» About this task
Do any lines in the data below contain "spans"? If so, copy every one of them.

(Data extracted from a collection)
------------------------------------------------------------------------

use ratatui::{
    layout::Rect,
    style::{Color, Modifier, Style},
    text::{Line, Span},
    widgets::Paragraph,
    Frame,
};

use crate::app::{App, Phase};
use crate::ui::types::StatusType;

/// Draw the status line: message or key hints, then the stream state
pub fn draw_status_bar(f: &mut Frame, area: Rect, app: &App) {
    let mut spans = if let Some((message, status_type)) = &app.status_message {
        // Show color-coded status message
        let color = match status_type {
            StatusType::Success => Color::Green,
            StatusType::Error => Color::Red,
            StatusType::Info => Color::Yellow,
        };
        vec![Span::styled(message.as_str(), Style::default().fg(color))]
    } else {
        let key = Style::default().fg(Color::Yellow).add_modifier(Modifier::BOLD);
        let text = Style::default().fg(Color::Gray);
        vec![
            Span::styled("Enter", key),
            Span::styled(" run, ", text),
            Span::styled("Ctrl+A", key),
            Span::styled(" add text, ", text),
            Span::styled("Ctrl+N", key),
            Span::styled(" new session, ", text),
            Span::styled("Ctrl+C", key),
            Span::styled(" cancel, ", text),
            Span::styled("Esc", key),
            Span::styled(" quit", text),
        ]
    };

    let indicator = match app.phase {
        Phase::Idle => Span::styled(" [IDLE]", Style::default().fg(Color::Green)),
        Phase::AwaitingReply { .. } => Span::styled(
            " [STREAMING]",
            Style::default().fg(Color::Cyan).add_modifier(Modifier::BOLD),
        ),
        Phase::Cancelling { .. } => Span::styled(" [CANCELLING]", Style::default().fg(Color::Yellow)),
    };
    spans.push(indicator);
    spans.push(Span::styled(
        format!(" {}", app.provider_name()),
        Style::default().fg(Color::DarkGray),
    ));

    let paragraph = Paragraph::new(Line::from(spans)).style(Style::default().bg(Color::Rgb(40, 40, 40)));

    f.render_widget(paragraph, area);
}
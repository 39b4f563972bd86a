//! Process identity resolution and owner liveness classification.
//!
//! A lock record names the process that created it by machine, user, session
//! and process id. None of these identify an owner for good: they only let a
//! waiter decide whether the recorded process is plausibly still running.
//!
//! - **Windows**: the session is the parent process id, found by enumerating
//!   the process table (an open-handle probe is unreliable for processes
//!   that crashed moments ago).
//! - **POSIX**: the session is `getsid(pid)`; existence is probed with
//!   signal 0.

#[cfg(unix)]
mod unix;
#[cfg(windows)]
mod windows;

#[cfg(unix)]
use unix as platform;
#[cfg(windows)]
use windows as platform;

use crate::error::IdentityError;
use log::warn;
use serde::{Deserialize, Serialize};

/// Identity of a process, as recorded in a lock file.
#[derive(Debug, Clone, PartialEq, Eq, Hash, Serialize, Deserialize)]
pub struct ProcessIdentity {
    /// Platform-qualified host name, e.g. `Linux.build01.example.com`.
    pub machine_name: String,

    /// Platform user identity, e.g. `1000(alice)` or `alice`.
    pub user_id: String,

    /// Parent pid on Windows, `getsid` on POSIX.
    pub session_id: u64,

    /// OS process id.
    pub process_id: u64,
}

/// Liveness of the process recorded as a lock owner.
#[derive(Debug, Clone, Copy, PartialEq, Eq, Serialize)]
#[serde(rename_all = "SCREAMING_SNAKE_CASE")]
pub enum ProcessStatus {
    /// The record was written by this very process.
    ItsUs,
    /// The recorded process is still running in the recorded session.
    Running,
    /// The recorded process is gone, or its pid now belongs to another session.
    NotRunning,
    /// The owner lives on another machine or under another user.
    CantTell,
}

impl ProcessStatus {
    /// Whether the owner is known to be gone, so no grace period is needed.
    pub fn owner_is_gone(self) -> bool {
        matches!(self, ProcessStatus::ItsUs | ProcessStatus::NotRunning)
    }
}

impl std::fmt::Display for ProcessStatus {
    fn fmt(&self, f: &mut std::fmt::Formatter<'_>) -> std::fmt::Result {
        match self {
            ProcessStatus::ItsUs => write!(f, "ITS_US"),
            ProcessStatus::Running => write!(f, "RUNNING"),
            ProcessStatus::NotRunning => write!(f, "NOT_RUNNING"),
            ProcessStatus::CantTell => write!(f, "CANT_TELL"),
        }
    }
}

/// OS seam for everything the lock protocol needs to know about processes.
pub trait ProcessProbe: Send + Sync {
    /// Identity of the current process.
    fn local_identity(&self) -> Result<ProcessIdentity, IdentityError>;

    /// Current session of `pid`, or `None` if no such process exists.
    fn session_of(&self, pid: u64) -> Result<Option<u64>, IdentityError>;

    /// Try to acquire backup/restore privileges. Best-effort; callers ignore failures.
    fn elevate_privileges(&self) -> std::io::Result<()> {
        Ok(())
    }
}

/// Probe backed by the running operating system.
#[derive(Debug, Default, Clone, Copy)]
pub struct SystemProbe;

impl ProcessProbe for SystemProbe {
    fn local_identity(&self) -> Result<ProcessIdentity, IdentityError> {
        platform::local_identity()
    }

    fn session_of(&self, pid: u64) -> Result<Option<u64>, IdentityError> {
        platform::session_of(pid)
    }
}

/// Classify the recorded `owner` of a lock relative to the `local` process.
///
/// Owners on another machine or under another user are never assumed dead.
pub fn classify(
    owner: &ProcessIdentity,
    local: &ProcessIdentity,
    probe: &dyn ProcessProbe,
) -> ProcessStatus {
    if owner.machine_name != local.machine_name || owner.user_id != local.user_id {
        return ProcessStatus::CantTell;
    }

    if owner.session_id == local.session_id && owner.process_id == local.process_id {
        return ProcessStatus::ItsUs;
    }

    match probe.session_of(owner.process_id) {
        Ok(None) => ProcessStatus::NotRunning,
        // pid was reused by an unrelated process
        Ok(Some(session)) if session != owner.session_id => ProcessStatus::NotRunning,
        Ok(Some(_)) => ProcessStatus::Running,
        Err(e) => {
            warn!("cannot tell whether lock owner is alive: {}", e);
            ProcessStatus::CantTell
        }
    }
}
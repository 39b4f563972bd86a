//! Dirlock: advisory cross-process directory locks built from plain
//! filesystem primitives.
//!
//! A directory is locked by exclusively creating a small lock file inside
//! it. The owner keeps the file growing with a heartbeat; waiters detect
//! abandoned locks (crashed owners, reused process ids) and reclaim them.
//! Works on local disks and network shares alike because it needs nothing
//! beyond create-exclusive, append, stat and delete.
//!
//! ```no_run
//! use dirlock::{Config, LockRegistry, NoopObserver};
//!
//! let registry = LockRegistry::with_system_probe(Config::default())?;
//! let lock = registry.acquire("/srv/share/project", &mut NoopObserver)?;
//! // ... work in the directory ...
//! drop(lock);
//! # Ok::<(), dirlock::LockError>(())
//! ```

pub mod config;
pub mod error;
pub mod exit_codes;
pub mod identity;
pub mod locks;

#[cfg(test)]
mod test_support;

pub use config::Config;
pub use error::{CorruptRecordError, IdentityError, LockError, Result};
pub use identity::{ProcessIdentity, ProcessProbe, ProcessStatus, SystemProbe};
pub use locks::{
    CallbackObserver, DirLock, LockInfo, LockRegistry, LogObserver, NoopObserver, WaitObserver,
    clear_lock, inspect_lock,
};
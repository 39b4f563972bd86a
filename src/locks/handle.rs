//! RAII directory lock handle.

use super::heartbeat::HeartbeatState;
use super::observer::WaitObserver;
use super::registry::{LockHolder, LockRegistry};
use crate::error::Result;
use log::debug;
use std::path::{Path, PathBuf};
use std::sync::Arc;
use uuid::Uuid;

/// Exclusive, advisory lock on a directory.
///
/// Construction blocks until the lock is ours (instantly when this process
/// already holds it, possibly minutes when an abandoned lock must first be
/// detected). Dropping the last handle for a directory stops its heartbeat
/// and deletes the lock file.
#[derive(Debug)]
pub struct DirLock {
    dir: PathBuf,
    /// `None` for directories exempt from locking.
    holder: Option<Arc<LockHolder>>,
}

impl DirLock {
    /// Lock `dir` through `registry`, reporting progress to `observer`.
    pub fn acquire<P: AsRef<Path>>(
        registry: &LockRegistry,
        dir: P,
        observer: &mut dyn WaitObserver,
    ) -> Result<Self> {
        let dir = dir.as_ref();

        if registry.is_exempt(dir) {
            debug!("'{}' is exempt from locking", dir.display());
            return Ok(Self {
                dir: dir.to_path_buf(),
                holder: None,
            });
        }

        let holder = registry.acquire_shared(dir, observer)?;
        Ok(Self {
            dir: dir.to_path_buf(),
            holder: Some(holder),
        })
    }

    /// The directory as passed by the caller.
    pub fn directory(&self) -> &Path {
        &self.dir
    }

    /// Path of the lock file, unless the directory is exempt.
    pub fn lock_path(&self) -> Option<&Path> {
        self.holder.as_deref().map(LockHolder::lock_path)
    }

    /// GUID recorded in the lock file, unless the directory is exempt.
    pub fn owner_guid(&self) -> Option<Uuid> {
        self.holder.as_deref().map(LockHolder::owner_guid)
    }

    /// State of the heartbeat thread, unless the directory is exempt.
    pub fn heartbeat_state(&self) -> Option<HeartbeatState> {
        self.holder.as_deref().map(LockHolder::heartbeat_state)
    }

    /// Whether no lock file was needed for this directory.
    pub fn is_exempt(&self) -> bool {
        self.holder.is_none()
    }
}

------------------------------------------------------------------------

» Problem solution
    let mut spans = if let Some((message, status_type)) = &app.status_message {
    spans.push(indicator);
    spans.push(Span::styled(
    let paragraph = Paragraph::new(Line::from(spans)).style(Style::default().bg(Color::Rgb(40, 40, 40)));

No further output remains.